First of all you need to identify these lost runs. This can be done with the standard
fireworks procedure with the command
lpad detect_lostruns
This will provide a list of the ids of the lost fireworks (i.e. the fireworks that did not ping the database for a specified amount of time). If you are confident that all the lost jobs are due to a temporary problem or to a whim of the cluster you can just rerun all the lost Fireworks:
lpad detect_lostruns --rerun
If instead you suspect that there might be a problem in some of your jobs, the correct way of proceeding will be to go to the launch directory of the job and inspect the files produced by the queue manager. These usually contain information about the reason of the failure and would probably explicitly mention if the error is coming from an exceeded memory or wall time. If that’s the case simply resubmitting your job will probably end up with the same outcome and you might want to be sure that your job has enough resources when you rerun it.
For this you might consider creating a specific fireworker with additional resources
and make the job run with that
fireworker.
Alternatively, you might want to set or change the _queueadapter
keyword in the spec of
the Firework, as is explained in the
specific section of the fireworks manual <https://materialsproject.github.io/fireworks/queue_tutorial_pt2.html>`_.
If the *autoparal* is enabled the ``_queueadapter
will already be present and you will
need to update the appropriate keywords to increase the resources that will be requested
to the queue manager.
Database issues¶
An additional problem that could leave your job as a lost run is when the database becomes temporarily not available, due to a failure of the database server or to an issue in the connection. In this case it might be that the calculation completed successfully, but it could not update the results in the database. If you end up in this situation the standard solution of simply rerunning the job is perfectly viable, but you will lose the computational time used for the first run. A better solution is to rerun the firework with the following command:
lpad rerun_fws -i xxx --task-level --previous-dir
This will rerun the Firework and will make sure that it reruns in the same folder as the first run. At this point Abiflows will notice that there is a completed output in the folder and use that one instead of running Abinit again.
Warning
Remember that there should be a completed Abinit output file in the folder. Obviously a partial output cannot be recovered in any way. In addition consider that the new launch of the Firework will only last a few seconds and this is the time that will be registered in the fireworks (and in the results) database. Consider this point if you plan to keep statistics about your computations run time.
Inconsistent Fireworks¶
As mentioned above, there is one particular case for which your jobs might
be identified by the lpad detect_lostruns
command, when there in an
inconsistency between the state of the Firework and the state of the Launch.
The output will look like this:
2019-01-01 00:00:00,000 INFO Detected 0 lost FWs: []
2019-01-01 00:00:00,000 INFO Detected 2 inconsistent FWs: [123,124]
You can fix inconsistent FWs using the --refresh argument to the detect_lostruns command
This may happen when fireworks has problems in refreshing the whole state of
the Workflow and the dependencies of a Firework.
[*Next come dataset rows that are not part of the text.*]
use std::process::Stdio;

use async_trait::async_trait;
use sift_core::config::AnalysisConfig;
use sift_core::llm::{CompletionProvider, CompletionRequest, CompletionResponse, ProviderError};
use tokio::io::AsyncWriteExt;
use tokio::process::Command;

/// Provider that never answers. Every analysis step takes its fallback.
pub struct NoProvider;

#[async_trait]
impl CompletionProvider for NoProvider {
    async fn complete(
        &self,
        _request: CompletionRequest,
    ) -> Result<CompletionResponse, ProviderError> {
        Err(ProviderError::Transport("no LLM provider configured".into()))
    }
}

/// Provider that pipes each request into an external command (for example
/// `claude -p`) and treats its stdout as the completion.
///
/// The system instruction and prompt are written to stdin separated by a
/// blank line. Model, token cap and temperature are exposed to the command
/// as `SIFT_MODEL`, `SIFT_MAX_TOKENS` and `SIFT_TEMPERATURE`.
pub struct CommandProvider {
    argv: Vec<String>,
}

impl CommandProvider {
    pub fn new(argv: Vec<String>) -> Result<Self, ProviderError> {
        if argv.is_empty() {
            return Err(ProviderError::Transport("empty LLM command".into()));
        }
        Ok(Self { argv })
    }
}

/// Split a command line into argv on whitespace. No shell quoting is interpreted.
pub fn split_command_line(line: &str) -> Vec<String> {
    line.split_whitespace().map(String::from).collect()
}

#[async_trait]
impl CompletionProvider for CommandProvider {
    async fn complete(
        &self,
        request: CompletionRequest,
    ) -> Result<CompletionResponse, ProviderError> {
        let mut cmd = Command::new(&self.argv[0]);
        cmd.args(&self.argv[1..])
            .stdin(Stdio::piped())
            .stdout(Stdio::piped())
            .stderr(Stdio::piped())
            .kill_on_drop(true);
        if let Some(model) = &request.model {
            cmd.env("SIFT_MODEL", model);
        }
        if let Some(max_tokens) = request.max_tokens {
            cmd.env("SIFT_MAX_TOKENS", max_tokens.to_string());
        }
        if let Some(temperature) = request.temperature {
            cmd.env("SIFT_TEMPERATURE", temperature.to_string());
        }

        let mut input = String::new();
        if let Some(system) = &request.system {
            input.push_str(system);
            input.push_str("\n\n");
        }
        input.push_str(&request.prompt);

        let mut child = cmd.spawn()?;
        let stdin = child.stdin.take();
        let feed = async move {
            let Some(mut stdin) = stdin else {
                return Ok(());
            };
            match stdin.write_all(input.as_bytes()).await {
                // The command may exit without reading; its status decides.
                Err(e) if e.kind() == std::io::ErrorKind::BrokenPipe => Ok(()),
                other => other,
            }
        };
        let ((), output) = tokio::try_join!(feed, child.wait_with_output())?;
        if !output.status.success() {
            let stderr = String::from_utf8_lossy(&output.stderr);
            return Err(ProviderError::Transport(format!(
                "{} exited with {}: {}",
                self.argv[0],
                output.status,
                stderr.trim()
            )));
        }
        tracing::debug!("{} returned {} bytes", self.argv[0], output.stdout.len());
        Ok(CompletionResponse::new(
            String::from_utf8_lossy(&output.stdout).into_owned(),
        ))
    }
}

/// Fills per-run defaults from the config into every request.
pub struct ConfiguredProvider {
    inner: Box<dyn CompletionProvider>,
    model: Option<String>,
    max_tokens: Option<u32>,
    temperature: Option<f32>,
}

impl ConfiguredProvider {
    pub fn new(inner: Box<dyn CompletionProvider>, config: &AnalysisConfig) -> Self {
        Self {
            inner,
            model: config.model.clone(),
            max_tokens: config.max_tokens,
            temperature: config.temperature,
        }
    }
}

#[async_trait]
impl CompletionProvider for ConfiguredProvider {
    async fn complete(
        &self,
        mut request: CompletionRequest,
    ) -> Result<CompletionResponse, ProviderError> {
        if request.model.is_none() {
            request.model = self.model.clone();
        }
        if request.temperature.is_none() {
            request.temperature = self.temperature;
        }
        request.max_tokens = match (request.max_tokens, self.max_tokens) {
            (Some(req), Some(cap)) => Some(req.min(cap)),
            (req, cap) => req.or(cap),
        };
        self.inner.complete(request).await
    }
}

#[cfg(test)]
mod tests {
    use std::sync::{Arc, Mutex};

    use super::*;

    #[derive(Clone, Default)]
    struct Recorder(Arc<Mutex<Option<CompletionRequest>>>);

    #[async_trait]
    impl CompletionProvider for Recorder {
        async fn complete(
            &self,
            request: CompletionRequest,
        ) -> Result<CompletionResponse, ProviderError> {
            *self.0.lock().unwrap() = Some(request);
            Ok(CompletionResponse::new("{}"))
        }
    }

    #[tokio::test]
    async fn test_no_provider_always_fails() {
        let err = NoProvider
            .complete(CompletionRequest::new("x"))
            .await
            .unwrap_err();
        assert!(matches!(err, ProviderError::Transport(_)));
    }

    #[test]
    fn test_command_line_must_not_be_empty() {
        assert_eq!(split_command_line("  claude   -p "), vec!["claude", "-p"]);
        assert!(CommandProvider::new(split_command_line("   ")).is_err());
        assert!(CommandProvider::new(split_command_line("claude -p")).is_ok());
    }

    #[tokio::test]
    async fn test_configured_provider_fills_defaults_and_caps_tokens() {
        let recorder = Recorder::default();
        let mut config = AnalysisConfig::default_init();
        config.model = Some("small-model".into());
        config.max_tokens = Some(1000);
        let provider = ConfiguredProvider::new(Box::new(recorder.clone()), &config);

        provider
            .complete(CompletionRequest::new("p").with_max_tokens(4096))
            .await
            .unwrap();

        let seen = recorder.0.lock().unwrap().clone().unwrap();
        assert_eq!(seen.model.as_deref(), Some("small-model"));
        assert_eq!(seen.max_tokens, Some(1000));
        assert!(seen.temperature.is_none());
    }

    #[cfg(unix)]
    #[tokio::test]
    async fn test_command_provider_round_trip() {
        let provider = CommandProvider::new(split_command_line("cat")).unwrap();
        let resp = provider
            .complete(CompletionRequest::new("hello").with_system("sys"))
            .await
            .unwrap();
        assert_eq!(resp.content, "sys\n\nhello");

        let failing = CommandProvider::new(split_command_line("false")).unwrap();
        assert!(failing.complete(CompletionRequest::new("x")).await.is_err());
    }
}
A concrete example where this
can show up is when there are workflows with a large number of Fireworks that
all have a common child. This is the case for example for the mrgddb
step
in a DFPT workflow.
This is only a small issue due to the particular configuration of the workflow and does not require the job to be rerun. To solve this you simply need to run the command:
lpad detect_lostruns --refresh
Depending on the size of the workflow and on the number of inconsistent Fireworks, this may take a while, but is not a computationally intensive operation.